* [Problem to work on]: Keeping every character in place, output all the data.
═══ Data ═══
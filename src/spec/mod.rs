//! Per-endpoint parameter contracts.
//!
//! A [`ParamsSpec`] holds the declared rules for the four parameter groups:
//! sparse fieldsets, body, filter and query. It is built once when an
//! endpoint is defined (fluent [`ParamsSpecBuilder`] or loose
//! [`ParamsSpec::from_value`] document) and shared read-only across requests.

mod build;
mod types;

pub use build::ParamsSpecBuilder;
pub use types::{
    BodyConvention, BodySpec, FieldSpec, FieldsetsSpec, FilterSpec, ParamsSpec, QuerySpec,
    SchemaSpec,
};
═══
* [The completed task]:
filename src/spec/mod.rs
//! Per-endpoint parameter contracts.
//!
//! A [`ParamsSpec`] holds the declared rules for the four parameter groups:
//! sparse fieldsets, body, filter and query. It is built once when an
//! endpoint is defined (fluent [`ParamsSpecBuilder`] or loose
//! [`ParamsSpec::from_value`] document) and shared read-only across requests.

mod build;
mod types;

pub use build::ParamsSpecBuilder;
pub use types::{
    BodyConvention, BodySpec, FieldSpec, FieldsetsSpec, FilterSpec, ParamsSpec, QuerySpec,
    SchemaSpec,
};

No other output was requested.